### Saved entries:
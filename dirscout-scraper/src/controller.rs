use dirscout_common::{Result, ScoutError};
use dirscout_runtime::ScoutHandle;
use std::sync::Arc;
use tokio::sync::mpsc::UnboundedSender;
use tokio::task::JoinHandle;
use tokio_util::sync::CancellationToken;
use tracing::{error, info};

use crate::fetch::FetcherFactory;
use crate::query::SearchQuery;
use crate::run::{emit_status, finish, run_scrape, RunEvent, RunReport, RunSettings};

struct ActiveRun {
    cancel: CancellationToken,
    task: JoinHandle<()>,
}

/// Starts and cancels background runs on behalf of a shell. At most one run
/// is active at a time.
pub struct ScrapeController {
    handle: ScoutHandle,
    factory: Arc<dyn FetcherFactory>,
    settings: RunSettings,
    active: Option<ActiveRun>,
}

impl ScrapeController {
    pub fn new(
        handle: ScoutHandle,
        factory: Arc<dyn FetcherFactory>,
        settings: RunSettings,
    ) -> Self {
        Self {
            handle,
            factory,
            settings,
            active: None,
        }
    }

    /// Validate the query and spawn a run that reports through `events`.
    pub fn start(
        &mut self,
        term: &str,
        location: &str,
        events: UnboundedSender<RunEvent>,
    ) -> Result<()> {
        if self.is_running() {
            return Err(ScoutError::RunInProgress);
        }
        let query = SearchQuery::new(term, location)?;

        let cancel = self.handle.child_token();
        let token = cancel.clone();
        let factory = Arc::clone(&self.factory);
        let settings = self.settings.clone();

        info!(target: "scraper.run", term = %query.term(), location = %query.location(), "starting run");
        let task = self.handle.spawn(async move {
            emit_status(&events, "Opening browser session...");
            let fetcher = match factory.open().await {
                Ok(fetcher) => fetcher,
                Err(e) => {
                    let message = ScoutError::Driver(e).to_string();
                    error!(target: "browser.driver", error = %message, "could not open browser session");
                    emit_status(&events, format!("Scraping error: {message}"));
                    finish(&events, RunReport::failed(message));
                    return;
                }
            };
            run_scrape(query, fetcher, settings, events, token).await;
        });

        self.active = Some(ActiveRun { cancel, task });
        Ok(())
    }

    /// Ask the active run to stop after its current page. Returns whether a
    /// run was active.
    pub fn cancel(&self) -> bool {
        match &self.active {
            Some(run) if !run.task.is_finished() => {
                info!(target: "scraper.run", "cancellation requested");
                run.cancel.cancel();
                true
            }
            _ => false,
        }
    }

    pub fn is_running(&self) -> bool {
        self.active
            .as_ref()
            .is_some_and(|run| !run.task.is_finished())
    }

    /// Wait for the active run, if any, to finish.
    pub async fn wait(&mut self) {
        if let Some(run) = self.active.take() {
            if let Err(e) = run.task.await {
                error!(target: "scraper.run", error = %e, "run task ended abnormally");
            }
        }
    }
}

### What to produce:
Restate all of the entries above precisely.

### Written response:
filename dirscout-scraper/src/controller.rs
use dirscout_common::{Result, ScoutError};
use dirscout_runtime::ScoutHandle;
use std::sync::Arc;
use tokio::sync::mpsc::UnboundedSender;
use tokio::task::JoinHandle;
use tokio_util::sync::CancellationToken;
use tracing::{error, info};

use crate::fetch::FetcherFactory;
use crate::query::SearchQuery;
use crate::run::{emit_status, finish, run_scrape, RunEvent, RunReport, RunSettings};

struct ActiveRun {
    cancel: CancellationToken,
    task: JoinHandle<()>,
}

/// Starts and cancels background runs on behalf of a shell. At most one run
/// is active at a time.
pub struct ScrapeController {
    handle: ScoutHandle,
    factory: Arc<dyn FetcherFactory>,
    settings: RunSettings,
    active: Option<ActiveRun>,
}

impl ScrapeController {
    pub fn new(
        handle: ScoutHandle,
        factory: Arc<dyn FetcherFactory>,
        settings: RunSettings,
    ) -> Self {
        Self {
            handle,
            factory,
            settings,
            active: None,
        }
    }

    /// Validate the query and spawn a run that reports through `events`.
    pub fn start(
        &mut self,
        term: &str,
        location: &str,
        events: UnboundedSender<RunEvent>,
    ) -> Result<()> {
        if self.is_running() {
            return Err(ScoutError::RunInProgress);
        }
        let query = SearchQuery::new(term, location)?;

        let cancel = self.handle.child_token();
        let token = cancel.clone();
        let factory = Arc::clone(&self.factory);
        let settings = self.settings.clone();

        info!(target: "scraper.run", term = %query.term(), location = %query.location(), "starting run");
        let task = self.handle.spawn(async move {
            emit_status(&events, "Opening browser session...");
            let fetcher = match factory.open().await {
                Ok(fetcher) => fetcher,
                Err(e) => {
                    let message = ScoutError::Driver(e).to_string();
                    error!(target: "browser.driver", error = %message, "could not open browser session");
                    emit_status(&events, format!("Scraping error: {message}"));
                    finish(&events, RunReport::failed(message));
                    return;
                }
            };
            run_scrape(query, fetcher, settings, events, token).await;
        });

        self.active = Some(ActiveRun { cancel, task });
        Ok(())
    }

    /// Ask the active run to stop after its current page. Returns whether a
    /// run was active.
    pub fn cancel(&self) -> bool {
        match &self.active {
            Some(run) if !run.task.is_finished() => {
                info!(target: "scraper.run", "cancellation requested");
                run.cancel.cancel();
                true
            }
            _ => false,
        }
    }

    pub fn is_running(&self) -> bool {
        self.active
            .as_ref()
            .is_some_and(|run| !run.task.is_finished())
    }

    /// Wait for the active run, if any, to finish.
    pub async fn wait(&mut self) {
        if let Some(run) = self.active.take() {
            if let Err(e) = run.task.await {
                error!(target: "scraper.run", error = %e, "run task ended abnormally");
            }
        }
    }
}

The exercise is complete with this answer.